RECORD EXTRACTS below:

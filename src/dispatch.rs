//! CPU dispatch of per-texel kernels
//!
//! Mirrors a 2D compute dispatch: the grid is covered by fixed-size
//! workgroups, every invocation calls the kernel with its own coordinate,
//! and invocations never see each other's results. Workgroup rows are
//! spread across the rayon thread pool.

use rayon::prelude::*;

use crate::color::{Rgba, Texel};
use crate::image::{Image, ImageSize, TexelCoord};

/// Local size of one workgroup
#[derive(Debug, Clone, Copy, PartialEq, Eq)]
pub struct WorkgroupSize {
    pub x: u32,
    pub y: u32,
}

impl WorkgroupSize {
    /// Local size used by the separable blur
    pub const BLUR: WorkgroupSize = WorkgroupSize { x: 32, y: 32 };
    /// Local size used by the irradiance convolution
    pub const CONVOLUTION: WorkgroupSize = WorkgroupSize { x: 8, y: 8 };

    pub const fn invocations(self) -> u32 {
        self.x * self.y
    }
}

/// Number of workgroups needed to cover an extent
#[derive(Debug, Clone, Copy, PartialEq, Eq)]
pub struct DispatchGrid {
    pub groups_x: u32,
    pub groups_y: u32,
    pub local: WorkgroupSize,
}

impl DispatchGrid {
    pub fn covering(size: ImageSize, local: WorkgroupSize) -> Self {
        DispatchGrid {
            groups_x: size.width.div_ceil(local.x),
            groups_y: size.height.div_ceil(local.y),
            local,
        }
    }

    /// Total invocations along each axis (may exceed the covered extent)
    pub fn invocation_extent(&self) -> ImageSize {
        ImageSize::new(self.groups_x * self.local.x, self.groups_y * self.local.y)
    }

    pub fn invocation_count(&self) -> usize {
        self.invocation_extent().texel_count()
    }
}

/// Run `kernel` once per invocation of `grid` and store every value it
/// returns into `output`. Returns the number of texels written.
///
/// Only the invocations of `grid` run, however large `output` is.
/// Invocations whose coordinate lies outside `output` can never write;
/// whole workgroup rows past the last output row are skipped.
pub fn dispatch<O, K>(grid: DispatchGrid, output: &mut Image<O>, kernel: K) -> usize
where
    O: Texel,
    K: Fn(TexelCoord) -> Option<Rgba> + Sync,
{
    let size = output.size();
    if size.texel_count() == 0 {
        return 0;
    }

    let band_rows = grid.local.y as usize;
    let row_len = size.width as usize;
    let extent = grid.invocation_extent();

    output
        .as_mut_slice()
        .par_chunks_mut(row_len * band_rows)
        .take(grid.groups_y as usize)
        .enumerate()
        .map(|(group_y, band)| {
            let mut written = 0;
            for local_y in 0..grid.local.y {
                let y = group_y as u32 * grid.local.y + local_y;
                for x in 0..extent.width {
                    let coord = TexelCoord::new(x as i32, y as i32);
                    let Some(value) = kernel(coord) else {
                        continue;
                    };
                    if !size.contains(coord) {
                        debug_assert!(false, "kernel wrote outside the image at {:?}", coord);
                        continue;
                    }
                    band[local_y as usize * row_len + x as usize] = O::from_rgba(value);
                    written += 1;
                }
            }
            written
        })
        .sum()
}

/// Sequential reference for `dispatch`. Writes the same texels.
pub fn dispatch_sequential<O, K>(grid: DispatchGrid, output: &mut Image<O>, kernel: K) -> usize
where
    O: Texel,
    K: Fn(TexelCoord) -> Option<Rgba>,
{
    let size = output.size();
    let extent = grid.invocation_extent();
    let mut written = 0;
    for y in 0..extent.height {
        for x in 0..extent.width {
            let coord = TexelCoord::new(x as i32, y as i32);
            if let Some(value) = kernel(coord) {
                if size.contains(coord) {
                    output.store(coord, O::from_rgba(value));
                    written += 1;
                }
            }
        }
    }
    written
}

#[cfg(test)]
mod tests {
    use super::*;

    #[test]
    fn test_grid_covers_with_ceiling() {
        let grid = DispatchGrid::covering(ImageSize::new(33, 64), WorkgroupSize::BLUR);
        assert_eq!((grid.groups_x, grid.groups_y), (2, 2));
        assert_eq!(grid.invocation_extent(), ImageSize::new(64, 64));

        let grid = DispatchGrid::covering(ImageSize::new(16, 9), WorkgroupSize::CONVOLUTION);
        assert_eq!((grid.groups_x, grid.groups_y), (2, 2));
        assert_eq!(grid.invocation_count(), 256);
    }

    #[test]
    fn test_local_sizes() {
        assert_eq!(WorkgroupSize::BLUR.invocations(), 1024);
        assert_eq!(WorkgroupSize::CONVOLUTION.invocations(), 64);
    }

    #[test]
    fn test_every_texel_written_once() {
        let mut out = Image::<f32>::new(13, 7);
        let grid = DispatchGrid::covering(out.size(), WorkgroupSize::CONVOLUTION);
        let written = dispatch(grid, &mut out, |c| {
            ImageSize::new(13, 7)
                .contains(c)
                .then(|| Rgba::splat((c.y * 100 + c.x) as f32))
        });
        assert_eq!(written, 13 * 7);
        assert_eq!(out.get(12, 6), 612.0);
        assert_eq!(out.get(0, 3), 300.0);
    }

    #[test]
    fn test_rejected_invocations_leave_output_untouched() {
        let mut out = Image::<f32>::filled(10, 10, -1.0);
        let grid = DispatchGrid::covering(out.size(), WorkgroupSize::BLUR);
        let written = dispatch(grid, &mut out, |c| (c.x == 4 && c.y == 5).then(|| Rgba::splat(2.0)));
        assert_eq!(written, 1);
        assert_eq!(out.get(4, 5), 2.0);
        assert_eq!(out.as_slice().iter().filter(|&&v| v == -1.0).count(), 99);
    }

    #[test]
    fn test_parallel_matches_sequential() {
        let kernel = |c: TexelCoord| {
            ImageSize::new(40, 35)
                .contains(c)
                .then(|| Rgba::new(c.x as f32, c.y as f32, 0.5, 1.0))
        };
        let grid = DispatchGrid::covering(ImageSize::new(40, 35), WorkgroupSize::BLUR);
        let mut a = Image::<[f32; 4]>::new(40, 35);
        let mut b = Image::<[f32; 4]>::new(40, 35);
        assert_eq!(dispatch(grid, &mut a, kernel), dispatch_sequential(grid, &mut b, kernel));
        assert_eq!(a, b);
    }

    #[test]
    fn test_output_larger_than_grid() {
        use std::sync::atomic::{AtomicUsize, Ordering};

        let grid = DispatchGrid::covering(ImageSize::new(8, 8), WorkgroupSize::BLUR);
        let calls = AtomicUsize::new(0);
        let mut a = Image::<f32>::new(100, 100);
        let mut b = Image::<f32>::new(100, 100);
        let written = dispatch(grid, &mut a, |c| {
            calls.fetch_add(1, Ordering::Relaxed);
            ImageSize::new(100, 100).contains(c).then(|| Rgba::splat(1.0))
        });
        let expected = dispatch_sequential(grid, &mut b, |c| {
            ImageSize::new(100, 100).contains(c).then(|| Rgba::splat(1.0))
        });

        assert_eq!(calls.load(Ordering::Relaxed), grid.invocation_count());
        assert_eq!((written, expected), (1024, 1024));
        assert_eq!(a, b);
        assert_eq!(a.get(32, 0), 0.0);
        assert_eq!(a.get(0, 32), 0.0);
    }
}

End of RECORD EXTRACTS.

Every entry needs to be copied again, word for word.

filename src/dispatch.rs
//! CPU dispatch of per-texel kernels
//!
//! Mirrors a 2D compute dispatch: the grid is covered by fixed-size
//! workgroups, every invocation calls the kernel with its own coordinate,
//! and invocations never see each other's results. Workgroup rows are
//! spread across the rayon thread pool.

use rayon::prelude::*;

use crate::color::{Rgba, Texel};
use crate::image::{Image, ImageSize, TexelCoord};

/// Local size of one workgroup
#[derive(Debug, Clone, Copy, PartialEq, Eq)]
pub struct WorkgroupSize {
    pub x: u32,
    pub y: u32,
}

impl WorkgroupSize {
    /// Local size used by the separable blur
    pub const BLUR: WorkgroupSize = WorkgroupSize { x: 32, y: 32 };
    /// Local size used by the irradiance convolution
    pub const CONVOLUTION: WorkgroupSize = WorkgroupSize { x: 8, y: 8 };

    pub const fn invocations(self) -> u32 {
        self.x * self.y
    }
}

/// Number of workgroups needed to cover an extent
#[derive(Debug, Clone, Copy, PartialEq, Eq)]
pub struct DispatchGrid {
    pub groups_x: u32,
    pub groups_y: u32,
    pub local: WorkgroupSize,
}

impl DispatchGrid {
    pub fn covering(size: ImageSize, local: WorkgroupSize) -> Self {
        DispatchGrid {
            groups_x: size.width.div_ceil(local.x),
            groups_y: size.height.div_ceil(local.y),
            local,
        }
    }

    /// Total invocations along each axis (may exceed the covered extent)
    pub fn invocation_extent(&self) -> ImageSize {
        ImageSize::new(self.groups_x * self.local.x, self.groups_y * self.local.y)
    }

    pub fn invocation_count(&self) -> usize {
        self.invocation_extent().texel_count()
    }
}

/// Run `kernel` once per invocation of `grid` and store every value it
/// returns into `output`. Returns the number of texels written.
///
/// Only the invocations of `grid` run, however large `output` is.
/// Invocations whose coordinate lies outside `output` can never write;
/// whole workgroup rows past the last output row are skipped.
pub fn dispatch<O, K>(grid: DispatchGrid, output: &mut Image<O>, kernel: K) -> usize
where
    O: Texel,
    K: Fn(TexelCoord) -> Option<Rgba> + Sync,
{
    let size = output.size();
    if size.texel_count() == 0 {
        return 0;
    }

    let band_rows = grid.local.y as usize;
    let row_len = size.width as usize;
    let extent = grid.invocation_extent();

    output
        .as_mut_slice()
        .par_chunks_mut(row_len * band_rows)
        .take(grid.groups_y as usize)
        .enumerate()
        .map(|(group_y, band)| {
            let mut written = 0;
            for local_y in 0..grid.local.y {
                let y = group_y as u32 * grid.local.y + local_y;
                for x in 0..extent.width {
                    let coord = TexelCoord::new(x as i32, y as i32);
                    let Some(value) = kernel(coord) else {
                        continue;
                    };
                    if !size.contains(coord) {
                        debug_assert!(false, "kernel wrote outside the image at {:?}", coord);
                        continue;
                    }
                    band[local_y as usize * row_len + x as usize] = O::from_rgba(value);
                    written += 1;
                }
            }
            written
        })
        .sum()
}

/// Sequential reference for `dispatch`. Writes the same texels.
pub fn dispatch_sequential<O, K>(grid: DispatchGrid, output: &mut Image<O>, kernel: K) -> usize
where
    O: Texel,
    K: Fn(TexelCoord) -> Option<Rgba>,
{
    let size = output.size();
    let extent = grid.invocation_extent();
    let mut written = 0;
    for y in 0..extent.height {
        for x in 0..extent.width {
            let coord = TexelCoord::new(x as i32, y as i32);
            if let Some(value) = kernel(coord) {
                if size.contains(coord) {
                    output.store(coord, O::from_rgba(value));
                    written += 1;
                }
            }
        }
    }
    written
}

#[cfg(test)]
mod tests {
    use super::*;

    #[test]
    fn test_grid_covers_with_ceiling() {
        let grid = DispatchGrid::covering(ImageSize::new(33, 64), WorkgroupSize::BLUR);
        assert_eq!((grid.groups_x, grid.groups_y), (2, 2));
        assert_eq!(grid.invocation_extent(), ImageSize::new(64, 64));

        let grid = DispatchGrid::covering(ImageSize::new(16, 9), WorkgroupSize::CONVOLUTION);
        assert_eq!((grid.groups_x, grid.groups_y), (2, 2));
        assert_eq!(grid.invocation_count(), 256);
    }

    #[test]
    fn test_local_sizes() {
        assert_eq!(WorkgroupSize::BLUR.invocations(), 1024);
        assert_eq!(WorkgroupSize::CONVOLUTION.invocations(), 64);
    }

    #[test]
    fn test_every_texel_written_once() {
        let mut out = Image::<f32>::new(13, 7);
        let grid = DispatchGrid::covering(out.size(), WorkgroupSize::CONVOLUTION);
        let written = dispatch(grid, &mut out, |c| {
            ImageSize::new(13, 7)
                .contains(c)
                .then(|| Rgba::splat((c.y * 100 + c.x) as f32))
        });
        assert_eq!(written, 13 * 7);
        assert_eq!(out.get(12, 6), 612.0);
        assert_eq!(out.get(0, 3), 300.0);
    }

    #[test]
    fn test_rejected_invocations_leave_output_untouched() {
        let mut out = Image::<f32>::filled(10, 10, -1.0);
        let grid = DispatchGrid::covering(out.size(), WorkgroupSize::BLUR);
        let written = dispatch(grid, &mut out, |c| (c.x == 4 && c.y == 5).then(|| Rgba::splat(2.0)));
        assert_eq!(written, 1);
        assert_eq!(out.get(4, 5), 2.0);
        assert_eq!(out.as_slice().iter().filter(|&&v| v == -1.0).count(), 99);
    }

    #[test]
    fn test_parallel_matches_sequential() {
        let kernel = |c: TexelCoord| {
            ImageSize::new(40, 35)
                .contains(c)
                .then(|| Rgba::new(c.x as f32, c.y as f32, 0.5, 1.0))
        };
        let grid = DispatchGrid::covering(ImageSize::new(40, 35), WorkgroupSize::BLUR);
        let mut a = Image::<[f32; 4]>::new(40, 35);
        let mut b = Image::<[f32; 4]>::new(40, 35);
        assert_eq!(dispatch(grid, &mut a, kernel), dispatch_sequential(grid, &mut b, kernel));
        assert_eq!(a, b);
    }

    #[test]
    fn test_output_larger_than_grid() {
        use std::sync::atomic::{AtomicUsize, Ordering};

        let grid = DispatchGrid::covering(ImageSize::new(8, 8), WorkgroupSize::BLUR);
        let calls = AtomicUsize::new(0);
        let mut a = Image::<f32>::new(100, 100);
        let mut b = Image::<f32>::new(100, 100);
        let written = dispatch(grid, &mut a, |c| {
            calls.fetch_add(1, Ordering::Relaxed);
            ImageSize::new(100, 100).contains(c).then(|| Rgba::splat(1.0))
        });
        let expected = dispatch_sequential(grid, &mut b, |c| {
            ImageSize::new(100, 100).contains(c).then(|| Rgba::splat(1.0))
        });

        assert_eq!(calls.load(Ordering::Relaxed), grid.invocation_count());
        assert_eq!((written, expected), (1024, 1024));
        assert_eq!(a, b);
        assert_eq!(a.get(32, 0), 0.0);
        assert_eq!(a.get(0, 32), 0.0);
    }
}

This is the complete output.